• **Exercise directions**
In the data below, find each line that contains the word "EmptyPayload" and copy it.

• **Collected data entries**
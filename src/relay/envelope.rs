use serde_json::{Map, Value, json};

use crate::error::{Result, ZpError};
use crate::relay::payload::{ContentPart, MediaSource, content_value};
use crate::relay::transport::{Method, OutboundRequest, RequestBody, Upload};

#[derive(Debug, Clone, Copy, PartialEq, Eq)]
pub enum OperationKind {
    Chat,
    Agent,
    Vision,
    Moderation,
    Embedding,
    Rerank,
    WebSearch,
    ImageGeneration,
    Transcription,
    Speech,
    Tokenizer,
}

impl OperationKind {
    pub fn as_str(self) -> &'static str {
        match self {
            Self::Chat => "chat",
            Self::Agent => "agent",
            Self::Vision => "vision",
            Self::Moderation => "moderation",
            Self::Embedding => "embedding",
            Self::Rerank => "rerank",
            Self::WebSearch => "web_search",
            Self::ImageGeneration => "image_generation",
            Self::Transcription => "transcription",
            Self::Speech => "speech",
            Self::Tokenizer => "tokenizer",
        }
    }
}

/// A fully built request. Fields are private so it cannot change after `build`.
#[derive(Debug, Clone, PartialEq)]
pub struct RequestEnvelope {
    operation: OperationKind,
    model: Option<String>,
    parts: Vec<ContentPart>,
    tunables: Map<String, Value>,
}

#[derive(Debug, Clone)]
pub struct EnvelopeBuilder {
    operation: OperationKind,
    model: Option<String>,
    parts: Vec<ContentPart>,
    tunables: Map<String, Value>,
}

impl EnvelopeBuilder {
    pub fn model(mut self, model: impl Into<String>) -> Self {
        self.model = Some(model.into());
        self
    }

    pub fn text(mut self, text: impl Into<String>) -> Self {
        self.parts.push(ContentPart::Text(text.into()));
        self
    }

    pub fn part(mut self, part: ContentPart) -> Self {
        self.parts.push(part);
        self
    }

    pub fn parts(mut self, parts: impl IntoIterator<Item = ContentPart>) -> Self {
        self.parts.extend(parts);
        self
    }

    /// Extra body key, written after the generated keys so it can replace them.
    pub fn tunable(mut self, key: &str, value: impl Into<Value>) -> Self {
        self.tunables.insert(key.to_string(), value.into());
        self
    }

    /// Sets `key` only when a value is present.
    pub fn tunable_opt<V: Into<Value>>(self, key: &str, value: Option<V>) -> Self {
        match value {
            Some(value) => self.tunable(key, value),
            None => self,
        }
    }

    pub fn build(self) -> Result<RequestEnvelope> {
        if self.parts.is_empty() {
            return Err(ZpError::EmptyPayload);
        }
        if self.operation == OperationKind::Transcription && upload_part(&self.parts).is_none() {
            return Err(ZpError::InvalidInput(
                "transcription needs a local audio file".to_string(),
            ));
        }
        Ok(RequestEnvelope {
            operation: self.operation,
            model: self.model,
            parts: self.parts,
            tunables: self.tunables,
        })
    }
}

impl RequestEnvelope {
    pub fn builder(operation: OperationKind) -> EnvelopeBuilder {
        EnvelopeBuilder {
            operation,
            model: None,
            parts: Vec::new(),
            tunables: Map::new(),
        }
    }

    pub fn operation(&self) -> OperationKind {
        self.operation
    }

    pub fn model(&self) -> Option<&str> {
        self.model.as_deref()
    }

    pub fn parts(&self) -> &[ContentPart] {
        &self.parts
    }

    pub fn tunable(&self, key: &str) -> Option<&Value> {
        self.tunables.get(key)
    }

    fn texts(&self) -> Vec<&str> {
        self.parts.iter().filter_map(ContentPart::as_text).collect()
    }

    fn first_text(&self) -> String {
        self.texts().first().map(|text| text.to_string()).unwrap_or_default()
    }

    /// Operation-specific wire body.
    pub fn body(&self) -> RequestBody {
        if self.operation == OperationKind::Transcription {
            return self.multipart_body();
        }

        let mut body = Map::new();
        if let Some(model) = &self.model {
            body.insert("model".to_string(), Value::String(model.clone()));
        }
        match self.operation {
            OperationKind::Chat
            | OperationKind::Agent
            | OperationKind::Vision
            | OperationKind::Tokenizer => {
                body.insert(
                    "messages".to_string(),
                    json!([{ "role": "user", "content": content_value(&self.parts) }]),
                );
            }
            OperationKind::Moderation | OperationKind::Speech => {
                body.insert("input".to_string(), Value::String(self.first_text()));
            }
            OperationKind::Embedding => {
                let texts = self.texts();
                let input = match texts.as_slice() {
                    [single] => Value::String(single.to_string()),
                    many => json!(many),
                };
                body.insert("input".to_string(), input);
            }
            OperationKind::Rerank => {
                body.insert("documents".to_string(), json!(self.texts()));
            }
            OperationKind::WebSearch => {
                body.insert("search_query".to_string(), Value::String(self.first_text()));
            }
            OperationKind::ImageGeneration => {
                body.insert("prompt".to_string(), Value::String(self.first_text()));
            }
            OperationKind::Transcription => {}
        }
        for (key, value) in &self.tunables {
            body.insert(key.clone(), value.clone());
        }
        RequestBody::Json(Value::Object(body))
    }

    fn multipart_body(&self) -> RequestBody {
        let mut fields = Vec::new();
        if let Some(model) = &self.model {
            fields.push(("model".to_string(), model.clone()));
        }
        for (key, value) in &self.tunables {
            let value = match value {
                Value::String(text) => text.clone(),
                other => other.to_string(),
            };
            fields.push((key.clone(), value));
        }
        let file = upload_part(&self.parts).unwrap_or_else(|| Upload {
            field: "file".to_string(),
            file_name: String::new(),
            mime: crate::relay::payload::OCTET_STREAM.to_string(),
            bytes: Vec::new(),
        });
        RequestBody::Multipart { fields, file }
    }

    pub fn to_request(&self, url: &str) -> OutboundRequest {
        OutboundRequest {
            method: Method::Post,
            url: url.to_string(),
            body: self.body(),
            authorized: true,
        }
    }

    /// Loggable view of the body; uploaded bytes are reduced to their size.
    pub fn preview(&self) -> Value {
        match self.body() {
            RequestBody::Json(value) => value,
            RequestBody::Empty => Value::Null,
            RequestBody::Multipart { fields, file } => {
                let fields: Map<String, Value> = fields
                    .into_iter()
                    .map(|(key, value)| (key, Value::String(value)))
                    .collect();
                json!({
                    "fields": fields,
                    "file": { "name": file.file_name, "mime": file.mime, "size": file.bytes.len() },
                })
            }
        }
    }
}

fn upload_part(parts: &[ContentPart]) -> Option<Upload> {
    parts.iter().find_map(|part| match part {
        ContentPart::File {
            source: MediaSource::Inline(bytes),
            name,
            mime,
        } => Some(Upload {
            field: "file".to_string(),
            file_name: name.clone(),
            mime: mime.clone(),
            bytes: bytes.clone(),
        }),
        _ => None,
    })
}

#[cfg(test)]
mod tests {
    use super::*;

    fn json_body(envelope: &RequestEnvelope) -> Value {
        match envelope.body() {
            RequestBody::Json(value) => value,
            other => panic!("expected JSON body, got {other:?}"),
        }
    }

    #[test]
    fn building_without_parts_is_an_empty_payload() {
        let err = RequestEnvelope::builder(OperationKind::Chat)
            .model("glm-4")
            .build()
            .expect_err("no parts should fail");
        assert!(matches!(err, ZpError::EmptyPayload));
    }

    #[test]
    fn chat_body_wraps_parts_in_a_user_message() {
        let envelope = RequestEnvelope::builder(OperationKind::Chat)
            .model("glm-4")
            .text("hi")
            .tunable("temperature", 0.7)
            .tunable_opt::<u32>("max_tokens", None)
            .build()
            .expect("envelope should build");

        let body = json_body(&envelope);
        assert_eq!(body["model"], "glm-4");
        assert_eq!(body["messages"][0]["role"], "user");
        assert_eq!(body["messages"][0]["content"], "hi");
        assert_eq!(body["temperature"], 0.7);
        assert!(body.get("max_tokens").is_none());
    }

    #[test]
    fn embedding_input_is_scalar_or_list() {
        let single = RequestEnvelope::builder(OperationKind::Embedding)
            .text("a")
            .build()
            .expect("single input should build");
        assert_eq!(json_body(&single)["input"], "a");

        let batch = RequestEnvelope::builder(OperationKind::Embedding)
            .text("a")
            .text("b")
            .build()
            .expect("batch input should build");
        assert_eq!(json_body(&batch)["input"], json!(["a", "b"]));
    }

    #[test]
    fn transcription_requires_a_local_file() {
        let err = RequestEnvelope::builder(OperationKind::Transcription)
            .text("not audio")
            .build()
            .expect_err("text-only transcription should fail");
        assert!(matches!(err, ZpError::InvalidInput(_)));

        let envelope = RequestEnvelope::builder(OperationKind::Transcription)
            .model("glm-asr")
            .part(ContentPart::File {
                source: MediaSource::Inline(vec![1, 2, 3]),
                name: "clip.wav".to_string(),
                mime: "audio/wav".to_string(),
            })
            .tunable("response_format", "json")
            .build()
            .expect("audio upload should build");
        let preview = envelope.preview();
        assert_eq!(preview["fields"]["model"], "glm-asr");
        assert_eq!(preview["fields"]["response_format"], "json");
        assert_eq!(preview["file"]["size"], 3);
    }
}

• **Answer to this task**
            return Err(ZpError::EmptyPayload);
        assert!(matches!(err, ZpError::EmptyPayload));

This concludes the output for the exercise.